“Umurmu berapa sekarang, Rim?” tanya Tante Sania.
Rima berhenti mengunyah makanannya. Ia melirik ke arah Arjun, suaminya. Lelaki itu tampaknya tak peduli dengan pertanyaan yang ditujukan kepadanya.
Rima selalu membenci pertemuan keluarga. Jika ia datang, hal pertama yang dibahas tentang dirinya pasti tentang kehamilan. Memang, sudah 4 tahun mereka menikah, namun tanda-tanda kehamilan belum juga muncul. Sebenarnya dia dan Arjun tak terlalu buru-buru untuk memiliki momongan. Namun, keluarga besar Arjun selalu menyudutkannya dengan pertanyaan seputar kehamilan.
“Umur saya 27 tahun, Tante,” jawab Rima. Napsu makannya seketika hilang Ketika harus membahas tentang keturunan.
“Wah, sebentar lagi mau kepala tiga, ya! Itu sudah harus waspada,” sambung Tante Gina.
“Benar sekali. Katanya wanita paling bagus hamil saat usia 20an. Kalau 30an ke atas katanya lebih beresiko,” ujar Tante Sania.

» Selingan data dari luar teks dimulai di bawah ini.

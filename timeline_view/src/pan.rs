// Copyright 2025 the Timeline Canvas Authors
// SPDX-License-Identifier: Apache-2.0 OR MIT

/// Fraction of the remaining distance covered by each [`PanAnimator::step`].
const EASE_FRACTION: f64 = 0.02;

/// Remaining distance below which the animator snaps onto its target.
const SNAP_DISTANCE: f64 = 0.1;

/// Eased horizontal pan: a displayed offset chasing a target offset.
///
/// Input writes the target; [`step`](Self::step), called once per displayed
/// frame, moves the current offset a fixed fraction of the way there
/// (exponential ease-out) and snaps once it is within a tenth of a pixel.
#[derive(Clone, Copy, Debug, Default, PartialEq)]
pub struct PanAnimator {
    current: f64,
    target: f64,
}

impl PanAnimator {
    /// Creates an animator at rest on `offset`.
    #[must_use]
    pub fn new(offset: f64) -> Self {
        Self {
            current: offset,
            target: offset,
        }
    }

    /// The offset to draw with this frame.
    #[must_use]
    pub fn current(&self) -> f64 {
        self.current
    }

    /// The offset being eased toward.
    #[must_use]
    pub fn target(&self) -> f64 {
        self.target
    }

    /// Sets the target; the current offset follows over subsequent steps.
    pub fn set_target(&mut self, target: f64) {
        self.target = target;
    }

    /// Shifts the target by `delta` pixels.
    pub fn pan_by(&mut self, delta: f64) {
        self.target += delta;
    }

    /// Drops any residual glide by retargeting onto the current offset.
    ///
    /// Called when direct manipulation begins so the view tracks the pointer
    /// rather than finishing a previous animation underneath it.
    pub fn hold(&mut self) {
        self.target = self.current;
    }

    /// Moves both current and target to `offset` without easing.
    pub fn jump_to(&mut self, offset: f64) {
        self.current = offset;
        self.target = offset;
    }

    /// Advances one frame. Returns `true` if the current offset changed.
    pub fn step(&mut self) -> bool {
        let delta = self.target - self.current;
        if delta == 0.0 {
            return false;
        }
        if delta.abs() > SNAP_DISTANCE {
            self.current += delta * EASE_FRACTION;
        } else {
            self.current = self.target;
        }
        true
    }

    /// Returns `true` if current and target are at most `threshold` apart.
    #[must_use]
    pub fn is_settled_within(&self, threshold: f64) -> bool {
        (self.target - self.current).abs() <= threshold
    }

    /// Snapshot of the animator for debugging and inspection.
    #[must_use]
    pub fn debug_info(&self) -> PanAnimatorDebugInfo {
        PanAnimatorDebugInfo {
            current: self.current,
            target: self.target,
            remaining: self.target - self.current,
        }
    }
}

/// Debug snapshot of a [`PanAnimator`].
#[derive(Clone, Copy, Debug, PartialEq)]
pub struct PanAnimatorDebugInfo {
    /// Offset drawn this frame.
    pub current: f64,
    /// Offset being eased toward.
    pub target: f64,
    /// `target - current`.
    pub remaining: f64,
}

#[cfg(test)]
mod tests {
    use super::PanAnimator;

    #[test]
    fn step_covers_two_percent_of_the_gap() {
        let mut pan = PanAnimator::new(0.0);
        pan.set_target(100.0);
        assert!(pan.step());
        assert!((pan.current() - 2.0).abs() < 1e-12);
        assert!(pan.step());
        assert!((pan.current() - (2.0 + 98.0 * 0.02)).abs() < 1e-12);
    }

    #[test]
    fn snaps_inside_a_tenth_of_a_pixel() {
        let mut pan = PanAnimator::new(10.0);
        pan.set_target(10.05);
        assert!(pan.step());
        assert_eq!(pan.current(), 10.05);
        assert!(!pan.step());
    }

    #[test]
    fn converges_monotonically() {
        let mut pan = PanAnimator::new(0.0);
        pan.set_target(-250.0);
        let mut last = pan.current();
        let mut frames = 0;
        while pan.step() {
            assert!(pan.current() <= last);
            assert!(pan.current() >= -250.0);
            last = pan.current();
            frames += 1;
            assert!(frames < 10_000, "pan never settled");
        }
        assert_eq!(pan.current(), -250.0);
    }

    #[test]
    fn hold_cancels_residual_glide() {
        let mut pan = PanAnimator::new(0.0);
        pan.set_target(500.0);
        pan.step();
        pan.hold();
        assert_eq!(pan.target(), pan.current());
        assert!(!pan.step());

        pan.pan_by(-3.0);
        assert_eq!(pan.target(), pan.current() - 3.0);
    }

    #[test]
    fn jump_and_settle() {
        let mut pan = PanAnimator::new(0.0);
        pan.jump_to(42.0);
        assert_eq!(pan.debug_info().remaining, 0.0);
        pan.pan_by(2.0);
        assert!(pan.is_settled_within(2.0));
        pan.pan_by(0.5);
        assert!(!pan.is_settled_within(2.0));
    }
}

“Kamu ini sebagai mertua bagaimana, Suni! Menantumu belum hamil tapi kamu masih santai saja,” sindir Tante Gina.
Suni terlihat menghela napas. “Aku harus bagaimana lagi? Mereka pasti tidak akan menggubris saranku,” ucapnya pasrah.
“Kalian ini kenapa? Biarkan saja Rima dan Arjun yang menentukan kapan mau punya anak. Kalian tidak perlulah terlalu ikut campur,” tegur Om Ramli, suami tante Gina.
“Tidak begitu juga, Mas. Mereka sudah 4 tahun menikah, loh. Usia mereka juga sudah tidak muda lagi, Arjun anak tunggal. Kasihan kalau sampai tidak punya anak. siapa yang akan jadi penerusnya?” kilah Gina.
Ingin rasanya Rima menangis. Di perkumpulan keluarga Arjun, ia merasa sendiria, taka da yang membelanya bahkan suaminya sendiri.
Usai acara makan malam, Rima kembali ke kamarnya. Tak berselang lama, Arjun menyusul ke dalam.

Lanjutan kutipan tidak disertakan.